**Description of the task:**
Each time a line of the listing holds "schedule", copy that line.

** Opening Given entries block **

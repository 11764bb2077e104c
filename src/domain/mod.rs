//! Domain layer: strong types with validation and invariants (no I/O).

mod calendar;
mod request;
mod response;
mod schedule;
mod validation;
mod value;

pub use calendar::{JalaliDateTime, is_leap_year};
pub use request::{
    FIND_MESSAGES_MAX_PAGE_SIZE, FindMessagesOptions, FindMessagesQuery,
    PEER_TO_PEER_MAX_MESSAGES, PeerToPeerBatch, SEND_MESSAGE_MAX_RECIPIENTS,
    STATUS_QUERY_MAX_IDS, SendMessage, SendOptions, SendPeerToPeer, StatusQuery,
};
pub use response::{AccountCredit, ReceivedMessage, SentMessageStatus};
pub use schedule::SendAt;
pub use validation::ValidationError;
pub use value::{ApiKey, KnownStatusCode, StatusCode};
use std::io;

use sapak::{ApiKey, SapakClient, SendMessage, SendOptions};
use tracing_subscriber::EnvFilter;

fn required_env(name: &str) -> Result<String, io::Error> {
    std::env::var(name).map_err(|_| {
        io::Error::new(
            io::ErrorKind::InvalidInput,
            format!("{name} environment variable is required"),
        )
    })
}

#[tokio::main]
async fn main() -> Result<(), Box<dyn std::error::Error>> {
    tracing_subscriber::fmt()
        .with_env_filter(EnvFilter::from_default_env())
        .init();

    let api_key = required_env("SAPAK_API_KEY")?;
    let sender = required_env("SAPAK_SENDER")?;
    let recipient = required_env("SAPAK_RECIPIENT")?;
    let text = std::env::var("SAPAK_MESSAGE")
        .unwrap_or_else(|_| "Hello from the sapak demo.".to_owned());
    // RFC3339, e.g. 2025-01-01T10:30:00+03:30
    let send_at = std::env::var("SAPAK_SEND_AT").ok();

    let client = SapakClient::new(ApiKey::new(api_key)?)?;
    let message = SendMessage::new(
        sender,
        [recipient],
        text,
        SendOptions {
            is_flash: false,
            send_at,
        },
    )?;

    for status in client.messages().send(message).await? {
        println!("id: {}, status: {}", status.id, status.status);
    }

    Ok(())
}
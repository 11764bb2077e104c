use serde::Deserialize;

use super::error::TransportError;
use crate::domain::{SentMessageStatus, StatusCode, StatusQuery};

#[derive(Debug, Clone, Deserialize)]
#[serde(rename_all = "camelCase")]
struct MessageStatusJson {
    message_id: i64,
    status: i32,
}

pub fn encode_statuses_body(request: &StatusQuery) -> serde_json::Value {
    serde_json::Value::Array(request.ids().iter().map(|&id| id.into()).collect())
}

/// Decode `[{"messageId": .., "status": ..}, ..]`; `messageId` becomes [`SentMessageStatus::id`].
pub fn decode_statuses_json_response(
    json: &str,
) -> Result<Vec<SentMessageStatus>, TransportError> {
    let parsed: Vec<MessageStatusJson> = serde_json::from_str(json)?;
    Ok(parsed
        .into_iter()
        .map(|item| SentMessageStatus {
            id: item.message_id,
            status: StatusCode::new(item.status),
        })
        .collect())
}
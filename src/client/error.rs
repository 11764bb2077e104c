use std::error::Error as StdError;

use crate::domain::ValidationError;

/// Message used when an error response carries no usable `message` field.
pub const DEFAULT_ERROR_MESSAGE: &str = "Unknown API Error";

#[derive(Debug, Clone, Copy, PartialEq, Eq, Hash)]
/// Coarse classification of [`SapakError`].
pub enum ErrorKind {
    /// Rejected locally before any network call.
    InputValidation,
    /// HTTP 401 / 403.
    Authentication,
    /// HTTP 400 / 422: the server rejected otherwise well-formed input.
    Validation,
    /// Any other HTTP failure, transport failure or unreadable response.
    Api,
}

#[derive(Debug, thiserror::Error)]
/// Errors returned by [`crate::SapakClient`] and its resources.
///
/// Nothing is retried or swallowed: every failure surfaces with its status code,
/// the server's message when there is one, and the underlying error as `source`.
pub enum SapakError {
    /// One of the domain constructors rejected an invalid value.
    #[error("invalid input: {0}")]
    InvalidInput(#[from] ValidationError),

    /// The API key was rejected (HTTP 401 / 403).
    #[error("authentication failed ({status}): {message}")]
    Authentication { status: u16, message: String },

    /// The API rejected the request payload (HTTP 400 / 422).
    #[error("request rejected by API ({status}): {message}")]
    Validation { status: u16, message: String },

    /// Any other non-successful HTTP status.
    #[error("API error ({status}): {message}")]
    Api { status: u16, message: String },

    /// HTTP client / transport failure (DNS, TLS, timeouts, etc).
    #[error("transport error: {0}")]
    Transport(#[source] Box<dyn StdError + Send + Sync>),

    /// A successful response whose body could not be mapped.
    #[error("malformed response: {0}")]
    MalformedResponse(#[source] Box<dyn StdError + Send + Sync>),
}

impl SapakError {
    /// Map a non-successful HTTP status to its error variant.
    pub(crate) fn from_status(status: u16, message: Option<String>, path: &str) -> Self {
        match status {
            400 | 422 => Self::Validation {
                status,
                message: message.unwrap_or_else(|| DEFAULT_ERROR_MESSAGE.to_owned()),
            },
            401 | 403 => Self::Authentication {
                status,
                message: message.unwrap_or_else(|| DEFAULT_ERROR_MESSAGE.to_owned()),
            },
            404 => Self::Api {
                status,
                message: message.unwrap_or_else(|| format!("endpoint not found: {path}")),
            },
            _ => Self::Api {
                status,
                message: message.unwrap_or_else(|| DEFAULT_ERROR_MESSAGE.to_owned()),
            },
        }
    }

    pub fn kind(&self) -> ErrorKind {
        match self {
            Self::InvalidInput(_) => ErrorKind::InputValidation,
            Self::Authentication { .. } => ErrorKind::Authentication,
            Self::Validation { .. } => ErrorKind::Validation,
            Self::Api { .. } | Self::Transport(_) | Self::MalformedResponse(_) => ErrorKind::Api,
        }
    }

    /// HTTP status code, when the error came from an HTTP response.
    pub fn status(&self) -> Option<u16> {
        match self {
            Self::Authentication { status, .. }
            | Self::Validation { status, .. }
            | Self::Api { status, .. } => Some(*status),
            _ => None,
        }
    }

    /// Message reported by the API, when the error came from an HTTP response.
    pub fn api_message(&self) -> Option<&str> {
        match self {
            Self::Authentication { message, .. }
            | Self::Validation { message, .. }
            | Self::Api { message, .. } => Some(message),
            _ => None,
        }
    }
}
use std::io;

use chrono::{Duration, Local};
use sapak::{ApiKey, FindMessagesOptions, FindMessagesQuery, SapakClient};
use tracing_subscriber::EnvFilter;

#[tokio::main]
async fn main() -> Result<(), Box<dyn std::error::Error>> {
    tracing_subscriber::fmt()
        .with_env_filter(EnvFilter::from_default_env())
        .init();

    let api_key = std::env::var("SAPAK_API_KEY").map_err(|_| {
        io::Error::new(
            io::ErrorKind::InvalidInput,
            "SAPAK_API_KEY environment variable is required",
        )
    })?;

    let now = Local::now().naive_local();
    let query = FindMessagesQuery::new(FindMessagesOptions {
        page_size: Some(20),
        phone_number: std::env::var("SAPAK_SENDER").ok(),
        from_date: Some(now - Duration::days(7)),
        to_date: Some(now),
        ..Default::default()
    })?;

    let client = SapakClient::new(ApiKey::new(api_key)?)?;
    for message in client.messages().find(&query).await? {
        println!(
            "#{} {} {} -> {}: {}",
            message.id, message.received_at, message.from_number, message.to_number, message.body
        );
    }

    Ok(())
}
//! Typed Rust client for the Sapak SMS HTTP API.
//!
//! The crate is split into a domain layer of validated request/response types, a
//! private transport layer for wire-format quirks (camelCase keys, Jalali dates),
//! and a small client layer that issues requests and maps HTTP failures to
//! [`SapakError`].
//!
//! ```rust,no_run
//! use sapak::{ApiKey, SapakClient, SendMessage, SendOptions};
//!
//! #[tokio::main]
//! async fn main() -> Result<(), sapak::SapakError> {
//!     let client = SapakClient::new(ApiKey::new("...")?)?;
//!     let message = SendMessage::new("985000", ["98912..."], "hello", SendOptions::default())?;
//!     for status in client.messages().send(message).await? {
//!         println!("{}: {}", status.id, status.status_text());
//!     }
//!     Ok(())
//! }
//! ```
#![forbid(unsafe_code)]

pub mod client;
pub mod domain;
mod transport;

pub use client::{
    AccountResource, DEFAULT_BASE_URL, DEFAULT_TIMEOUT, ErrorKind, HttpMethod, HttpRequest,
    HttpResponse, HttpTransport, MessageResource, ReqwestTransport, SapakClient,
    SapakClientBuilder, SapakError,
};
pub use domain::{
    AccountCredit, ApiKey, FindMessagesOptions, FindMessagesQuery, JalaliDateTime,
    KnownStatusCode, PeerToPeerBatch, ReceivedMessage, SendAt, SendMessage, SendOptions,
    SendPeerToPeer, SentMessageStatus, StatusCode, StatusQuery, ValidationError,
};
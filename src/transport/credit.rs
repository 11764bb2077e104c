use serde::Deserialize;

use super::error::TransportError;
use crate::domain::AccountCredit;

const CREDIT_FIELD: &str = "credit";

#[derive(Debug, Clone, Deserialize)]
struct CreditJsonResponse {
    #[serde(default)]
    credit: Option<serde_json::Value>,
}

/// Decode `{"credit": number}`; numeric strings are accepted as well.
pub fn decode_credit_json_response(json: &str) -> Result<AccountCredit, TransportError> {
    let parsed: CreditJsonResponse = serde_json::from_str(json)?;
    let value = match parsed.credit {
        None | Some(serde_json::Value::Null) => {
            return Err(TransportError::MissingField {
                field: CREDIT_FIELD,
            });
        }
        Some(value) => value,
    };

    let credit = match &value {
        serde_json::Value::Number(number) => number.as_f64(),
        serde_json::Value::String(text) => text.trim().parse::<f64>().ok(),
        _ => None,
    };

    match credit {
        Some(credit) if credit.is_finite() && credit >= 0.0 => Ok(AccountCredit { credit }),
        _ => Err(TransportError::InvalidAmount {
            field: CREDIT_FIELD,
            value: value.to_string(),
        }),
    }
}
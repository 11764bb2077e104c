use tracing::debug;

use super::{HttpMethod, SapakClient, SapakError};
use crate::domain::{
    FindMessagesQuery, PeerToPeerBatch, ReceivedMessage, SendMessage, SendPeerToPeer,
    SentMessageStatus, StatusQuery,
};

const SEND_PATH: &str = "messages";
const PEER_TO_PEER_PATH: &str = "messages/p2p";
const STATUSES_PATH: &str = "messages/statuses";
const FIND_PATH: &str = "messages/find";

#[derive(Debug, Clone, Copy)]
/// Message endpoints.
///
/// Every method issues exactly one HTTP request. Batch limits are checked before
/// anything is serialized, so [`SapakError::InvalidInput`] never reaches the network.
pub struct MessageResource<'a> {
    client: &'a SapakClient,
}

impl<'a> MessageResource<'a> {
    pub(crate) fn new(client: &'a SapakClient) -> Self {
        Self { client }
    }

    /// Send one text to many recipients (`POST messages`).
    ///
    /// Returns one status per recipient, in the order returned by the API.
    pub async fn send(&self, message: SendMessage) -> Result<Vec<SentMessageStatus>, SapakError> {
        let body = self
            .client
            .execute(HttpMethod::Post, SEND_PATH, Vec::new(), Some(message.to_json()))
            .await?;

        let statuses = crate::transport::decode_sent_statuses_json_response(&body)
            .map_err(|err| SapakError::MalformedResponse(Box::new(err)))?;
        debug!(
            recipients = message.to().len(),
            statuses = statuses.len(),
            "sent message"
        );
        Ok(statuses)
    }

    /// Send a batch of individual messages (`POST messages/p2p`).
    ///
    /// Errors:
    /// - [`SapakError::InvalidInput`] when the batch is empty or holds more than 100 items.
    pub async fn send_peer_to_peer(
        &self,
        messages: Vec<SendPeerToPeer>,
    ) -> Result<Vec<SentMessageStatus>, SapakError> {
        let batch = PeerToPeerBatch::new(messages)?;
        self.send_peer_to_peer_batch(&batch).await
    }

    /// Send an already validated peer-to-peer batch.
    pub async fn send_peer_to_peer_batch(
        &self,
        batch: &PeerToPeerBatch,
    ) -> Result<Vec<SentMessageStatus>, SapakError> {
        let body = self
            .client
            .execute(
                HttpMethod::Post,
                PEER_TO_PEER_PATH,
                Vec::new(),
                Some(batch.to_json()),
            )
            .await?;

        let statuses = crate::transport::decode_sent_statuses_json_response(&body)
            .map_err(|err| SapakError::MalformedResponse(Box::new(err)))?;
        debug!(
            items = batch.len(),
            statuses = statuses.len(),
            "sent peer-to-peer batch"
        );
        Ok(statuses)
    }

    /// Fetch delivery statuses for up to 100 message ids (`POST messages/statuses`).
    ///
    /// Errors:
    /// - [`SapakError::InvalidInput`] when `ids` is empty or longer than 100.
    pub async fn get_statuses(
        &self,
        ids: Vec<i64>,
    ) -> Result<Vec<SentMessageStatus>, SapakError> {
        let query = StatusQuery::new(ids)?;
        self.get_statuses_for(&query).await
    }

    /// Fetch delivery statuses for an already validated query.
    pub async fn get_statuses_for(
        &self,
        query: &StatusQuery,
    ) -> Result<Vec<SentMessageStatus>, SapakError> {
        let body = self
            .client
            .execute(
                HttpMethod::Post,
                STATUSES_PATH,
                Vec::new(),
                Some(query.to_json()),
            )
            .await?;

        let statuses = crate::transport::decode_statuses_json_response(&body)
            .map_err(|err| SapakError::MalformedResponse(Box::new(err)))?;
        debug!(
            ids = query.ids().len(),
            statuses = statuses.len(),
            "fetched message statuses"
        );
        Ok(statuses)
    }

    /// Find received messages (`GET messages/find`).
    ///
    /// Errors:
    /// - [`SapakError::MalformedResponse`] when a message date is not a valid Jalali timestamp.
    pub async fn find(
        &self,
        query: &FindMessagesQuery,
    ) -> Result<Vec<ReceivedMessage>, SapakError> {
        let body = self
            .client
            .execute(HttpMethod::Get, FIND_PATH, query.to_query(), None)
            .await?;

        let messages = crate::transport::decode_find_messages_json_response(&body)
            .map_err(|err| SapakError::MalformedResponse(Box::new(err)))?;
        debug!(messages = messages.len(), "found received messages");
        Ok(messages)
    }
}

#[cfg(test)]
mod tests {
    use chrono::NaiveDate;
    use serde_json::json;

    use crate::client::ErrorKind;
    use crate::client::fake::FakeTransport;
    use crate::domain::{FindMessagesOptions, SendOptions, StatusCode, ValidationError};

    use super::*;

    fn message() -> SendMessage {
        SendMessage::new("985000", ["98912..."], "Test Body", SendOptions::default()).unwrap()
    }

    #[tokio::test]
    async fn send_posts_body_and_maps_statuses() {
        let transport = FakeTransport::new(200, r#"[{"id":12345,"status":1}]"#);
        let client = transport.client("TEST_API_KEY");

        let statuses = client.messages().send(message()).await.unwrap();
        assert_eq!(
            statuses,
            vec![SentMessageStatus {
                id: 12345,
                status: StatusCode::new(1)
            }]
        );
        assert_eq!(statuses[0].status_text(), "Delivered to handset");

        let request = transport.last_request().unwrap();
        assert_eq!(request.method, HttpMethod::Post);
        assert_eq!(request.url.path(), "/v1/messages");
        assert_eq!(request.header("X-API-KEY"), Some("TEST_API_KEY"));
        assert_eq!(
            request.json,
            Some(json!({
                "from": "985000",
                "to": ["98912..."],
                "text": "Test Body",
                "isFlash": false,
                "sendAt": null,
            }))
        );
    }

    #[tokio::test]
    async fn send_maps_unauthorized_to_authentication_error() {
        let transport = FakeTransport::new(401, r#"{"message":"Invalid API Key"}"#);
        let client = transport.client("INVALID_KEY");

        let err = client.messages().send(message()).await.unwrap_err();
        assert_eq!(err.kind(), ErrorKind::Authentication);
        assert_eq!(err.api_message(), Some("Invalid API Key"));
    }

    #[tokio::test]
    async fn send_maps_bad_request_and_unprocessable_to_validation_error() {
        for status in [400, 422] {
            let transport = FakeTransport::new(status, r#"{"message":"\"text\" is required"}"#);
            let client = transport.client("TEST_API_KEY");

            let err = client.messages().send(message()).await.unwrap_err();
            match err {
                SapakError::Validation {
                    status: got,
                    message,
                } => {
                    assert_eq!(got, status);
                    assert_eq!(message, "\"text\" is required");
                }
                other => panic!("unexpected error: {other:?}"),
            }
        }
    }

    #[tokio::test]
    async fn send_maps_server_error_to_api_error() {
        let transport = FakeTransport::new(500, r#"{"message":"Internal Server Error"}"#);
        let client = transport.client("TEST_API_KEY");

        let err = client.messages().send(message()).await.unwrap_err();
        assert!(matches!(
            &err,
            SapakError::Api { status: 500, message } if message == "Internal Server Error"
        ));
    }

    #[tokio::test]
    async fn send_defaults_message_for_non_json_error_body() {
        let transport = FakeTransport::new(502, "<html>Bad Gateway</html>");
        let client = transport.client("TEST_API_KEY");

        let err = client.messages().send(message()).await.unwrap_err();
        assert_eq!(err.status(), Some(502));
        assert_eq!(err.api_message(), Some("Unknown API Error"));
    }

    #[tokio::test]
    async fn send_maps_invalid_json_to_malformed_response() {
        let transport = FakeTransport::new(200, "{ not json }");
        let client = transport.client("TEST_API_KEY");

        let err = client.messages().send(message()).await.unwrap_err();
        assert!(matches!(err, SapakError::MalformedResponse(_)));
    }

    #[tokio::test]
    async fn send_peer_to_peer_posts_array_of_items() {
        let transport = FakeTransport::new(
            200,
            r#"[{"id":98765,"status":1},{"id":98766,"status":2}]"#,
        );
        let client = transport.client("TEST_API_KEY");

        let statuses = client
            .messages()
            .send_peer_to_peer(vec![
                SendPeerToPeer::new("985000", "98912111", "Hello 1", None).unwrap(),
                SendPeerToPeer::new("985000", "98912222", "Hello 2", None).unwrap(),
            ])
            .await
            .unwrap();
        assert_eq!(statuses.len(), 2);
        assert_eq!(statuses[0].id, 98765);
        assert_eq!(statuses[1].status, StatusCode::new(2));

        let request = transport.last_request().unwrap();
        assert_eq!(request.url.path(), "/v1/messages/p2p");
        assert_eq!(
            request.json,
            Some(json!([
                {"sender": "985000", "recipient": "98912111", "message": "Hello 1", "sendAt": null},
                {"sender": "985000", "recipient": "98912222", "message": "Hello 2", "sendAt": null}
            ]))
        );
    }

    #[tokio::test]
    async fn send_peer_to_peer_checks_batch_size_before_network() {
        let transport = FakeTransport::new(200, "[]");
        let client = transport.client("TEST_API_KEY");
        let item = SendPeerToPeer::new("985000", "98912111", "Hello", None).unwrap();

        let err = client
            .messages()
            .send_peer_to_peer(Vec::new())
            .await
            .unwrap_err();
        assert_eq!(err.kind(), ErrorKind::InputValidation);

        let err = client
            .messages()
            .send_peer_to_peer(vec![item; 101])
            .await
            .unwrap_err();
        assert!(matches!(
            err,
            SapakError::InvalidInput(ValidationError::TooManyItems { actual: 101, .. })
        ));
        assert_eq!(transport.request_count(), 0);
    }

    #[tokio::test]
    async fn get_statuses_validates_ids_and_posts_bare_array() {
        let transport = FakeTransport::new(
            200,
            r#"[{"messageId":1,"status":1},{"messageId":2,"status":9},{"messageId":3,"status":99}]"#,
        );
        let client = transport.client("TEST_API_KEY");

        let err = client.messages().get_statuses(Vec::new()).await.unwrap_err();
        assert_eq!(err.kind(), ErrorKind::InputValidation);
        let err = client
            .messages()
            .get_statuses((1..=101).collect())
            .await
            .unwrap_err();
        assert_eq!(err.kind(), ErrorKind::InputValidation);
        assert_eq!(transport.request_count(), 0);

        let statuses = client.messages().get_statuses(vec![1, 2, 3]).await.unwrap();
        assert_eq!(transport.request_count(), 1);
        assert_eq!(
            statuses.iter().map(|it| it.id).collect::<Vec<_>>(),
            vec![1, 2, 3]
        );
        assert_eq!(statuses[1].status_text(), "Queued for sending");
        assert_eq!(statuses[2].status_text(), "Undefined Status Code");

        let request = transport.last_request().unwrap();
        assert_eq!(request.method, HttpMethod::Post);
        assert_eq!(request.url.path(), "/v1/messages/statuses");
        assert_eq!(request.json, Some(json!([1, 2, 3])));
    }

    #[tokio::test]
    async fn find_sends_jalali_query_and_converts_dates() {
        let json = r#"
        [
          {
            "id": 123,
            "date": "1404/08/16 01:14:40",
            "body": "Hello",
            "fromNumber": "98912...",
            "toNumber": "985000"
          }
        ]
        "#;
        let transport = FakeTransport::new(200, json);
        let client = transport.client("TEST_API_KEY");

        let from_date = NaiveDate::from_ymd_opt(2023, 10, 30)
            .unwrap()
            .and_hms_opt(10, 0, 0)
            .unwrap();
        let query = FindMessagesQuery::new(FindMessagesOptions {
            from_date: Some(from_date),
            ..Default::default()
        })
        .unwrap();

        let messages = client.messages().find(&query).await.unwrap();
        assert_eq!(messages.len(), 1);
        assert_eq!(messages[0].id, 123);
        assert_eq!(
            messages[0].received_at,
            NaiveDate::from_ymd_opt(2025, 11, 7)
                .unwrap()
                .and_hms_opt(1, 14, 40)
                .unwrap()
        );

        let request = transport.last_request().unwrap();
        assert_eq!(request.method, HttpMethod::Get);
        assert_eq!(request.url.path(), "/v1/messages/find");
        assert_eq!(
            request.query,
            vec![("fromDate".to_owned(), "1402-08-08 10:00:00".to_owned())]
        );
        assert!(request.json.is_none());
    }

    #[tokio::test]
    async fn find_maps_bad_date_to_malformed_response() {
        let json = r#"[{"id":1,"date":"yesterday","body":"x","fromNumber":"1","toNumber":"2"}]"#;
        let transport = FakeTransport::new(200, json);
        let client = transport.client("TEST_API_KEY");

        let err = client
            .messages()
            .find(&FindMessagesQuery::default())
            .await
            .unwrap_err();
        assert!(matches!(err, SapakError::MalformedResponse(_)));
    }

    #[tokio::test]
    async fn find_maps_not_found_without_message() {
        let transport = FakeTransport::new(404, "");
        let client = transport.client("TEST_API_KEY");

        let err = client
            .messages()
            .find(&FindMessagesQuery::default())
            .await
            .unwrap_err();
        assert_eq!(err.kind(), ErrorKind::Api);
        assert_eq!(err.api_message(), Some("endpoint not found: messages/find"));
    }
}
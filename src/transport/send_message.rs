use serde::Deserialize;
use serde_json::json;

use super::error::TransportError;
use crate::domain::{SendAt, SendMessage, SentMessageStatus, StatusCode};

#[derive(Debug, Clone, Deserialize)]
struct SentStatusJson {
    id: i64,
    status: i32,
}

pub fn encode_send_message_body(request: &SendMessage) -> serde_json::Value {
    json!({
        "from": request.from(),
        "to": request.to(),
        "text": request.text(),
        "isFlash": request.is_flash(),
        "sendAt": request.send_at().map(SendAt::as_str),
    })
}

/// Decode `[{"id": .., "status": ..}, ..]`, keeping the order returned by the API.
///
/// Shared by `messages` and `messages/p2p`.
pub fn decode_sent_statuses_json_response(
    json: &str,
) -> Result<Vec<SentMessageStatus>, TransportError> {
    let parsed: Vec<SentStatusJson> = serde_json::from_str(json)?;
    Ok(parsed
        .into_iter()
        .map(|item| SentMessageStatus {
            id: item.id,
            status: StatusCode::new(item.status),
        })
        .collect())
}
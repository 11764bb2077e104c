use std::fmt;

use crate::domain::validation::ValidationError;

#[derive(Clone, PartialEq, Eq, Hash)]
/// Sapak API key, sent in the `X-API-KEY` header.
///
/// Invariant: non-empty after trimming.
pub struct ApiKey(String);

impl ApiKey {
    /// Header name used by the API (`X-API-KEY`).
    pub const HEADER: &'static str = "X-API-KEY";

    /// Create a validated [`ApiKey`].
    pub fn new(value: impl Into<String>) -> Result<Self, ValidationError> {
        let value = value.into();
        let trimmed = value.trim();
        if trimmed.is_empty() {
            return Err(ValidationError::Empty {
                field: Self::HEADER,
            });
        }
        Ok(Self(trimmed.to_owned()))
    }

    /// Borrow the validated key.
    pub fn as_str(&self) -> &str {
        &self.0
    }
}

impl fmt::Debug for ApiKey {
    fn fmt(&self, f: &mut fmt::Formatter<'_>) -> fmt::Result {
        f.write_str("ApiKey(***)")
    }
}

#[derive(Debug, Clone, Copy, PartialEq, Eq, Hash)]
/// Delivery status code reported for a sent message.
///
/// This value is preserved as-is even when the code is unknown to this crate.
pub struct StatusCode(i32);

impl StatusCode {
    /// Label returned by [`StatusCode::label`] for codes outside the known set.
    pub const UNDEFINED_LABEL: &'static str = "Undefined Status Code";

    /// Construct a status code from its integer representation.
    pub fn new(code: i32) -> Self {
        Self(code)
    }

    /// Get the integer code as provided by the API.
    pub fn as_i32(self) -> i32 {
        self.0
    }

    /// Map this code to a known status code variant, if one exists.
    pub fn known(self) -> Option<KnownStatusCode> {
        KnownStatusCode::from_code(self.0)
    }

    /// Human-readable label. Total: unknown codes yield [`StatusCode::UNDEFINED_LABEL`].
    pub fn label(self) -> &'static str {
        self.known()
            .map_or(Self::UNDEFINED_LABEL, KnownStatusCode::label)
    }
}

impl fmt::Display for StatusCode {
    fn fmt(&self, f: &mut fmt::Formatter<'_>) -> fmt::Result {
        write!(f, "{} ({})", self.label(), self.0)
    }
}

#[derive(Debug, Clone, Copy, PartialEq, Eq, Hash)]
/// Delivery statuses documented by the API.
pub enum KnownStatusCode {
    Delivered,
    Undelivered,
    NotReachedOperator,
    PendingInOperator,
    DeliveredToOperator,
    Unknown,
    Sent,
    Blacklisted,
    Queued,
    NotSent,
    Sending,
    AwaitingConfirmation,
    InvalidRecipient,
    RecipientBlocked,
    Halted,
    RejectedByOperator,
    Unsubscribed,
    OutsideHours,
}

impl KnownStatusCode {
    /// Convert a raw integer code into a known variant.
    pub fn from_code(code: i32) -> Option<Self> {
        Some(match code {
            1 => Self::Delivered,
            2 => Self::Undelivered,
            3 => Self::NotReachedOperator,
            4 => Self::PendingInOperator,
            5 => Self::DeliveredToOperator,
            6 => Self::Unknown,
            7 => Self::Sent,
            8 => Self::Blacklisted,
            9 => Self::Queued,
            10 => Self::NotSent,
            11 => Self::Sending,
            12 => Self::AwaitingConfirmation,
            13 => Self::InvalidRecipient,
            14 => Self::RecipientBlocked,
            15 => Self::Halted,
            16 => Self::RejectedByOperator,
            17 => Self::Unsubscribed,
            18 => Self::OutsideHours,
            _ => return None,
        })
    }

    /// Integer code used on the wire.
    pub fn code(self) -> i32 {
        match self {
            Self::Delivered => 1,
            Self::Undelivered => 2,
            Self::NotReachedOperator => 3,
            Self::PendingInOperator => 4,
            Self::DeliveredToOperator => 5,
            Self::Unknown => 6,
            Self::Sent => 7,
            Self::Blacklisted => 8,
            Self::Queued => 9,
            Self::NotSent => 10,
            Self::Sending => 11,
            Self::AwaitingConfirmation => 12,
            Self::InvalidRecipient => 13,
            Self::RecipientBlocked => 14,
            Self::Halted => 15,
            Self::RejectedByOperator => 16,
            Self::Unsubscribed => 17,
            Self::OutsideHours => 18,
        }
    }

    pub fn label(self) -> &'static str {
        match self {
            Self::Delivered => "Delivered to handset",
            Self::Undelivered => "Not delivered to handset",
            Self::NotReachedOperator => "Did not reach operator",
            Self::PendingInOperator => "Pending in operator",
            Self::DeliveredToOperator => "Delivered to operator",
            Self::Unknown => "Unknown",
            Self::Sent => "Sent",
            Self::Blacklisted => "Blacklisted by operator",
            Self::Queued => "Queued for sending",
            Self::NotSent => "Not sent",
            Self::Sending => "Sending",
            Self::AwaitingConfirmation => "Awaiting confirmation",
            Self::InvalidRecipient => "Invalid recipient",
            Self::RecipientBlocked => "Recipient blocked",
            Self::Halted => "Halted",
            Self::RejectedByOperator => "Rejected by operator",
            Self::Unsubscribed => "Recipient unsubscribed",
            Self::OutsideHours => "Outside allowed sending hours",
        }
    }
}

** Closing Given entries block **

**Task output:**
mod schedule;
pub use schedule::SendAt;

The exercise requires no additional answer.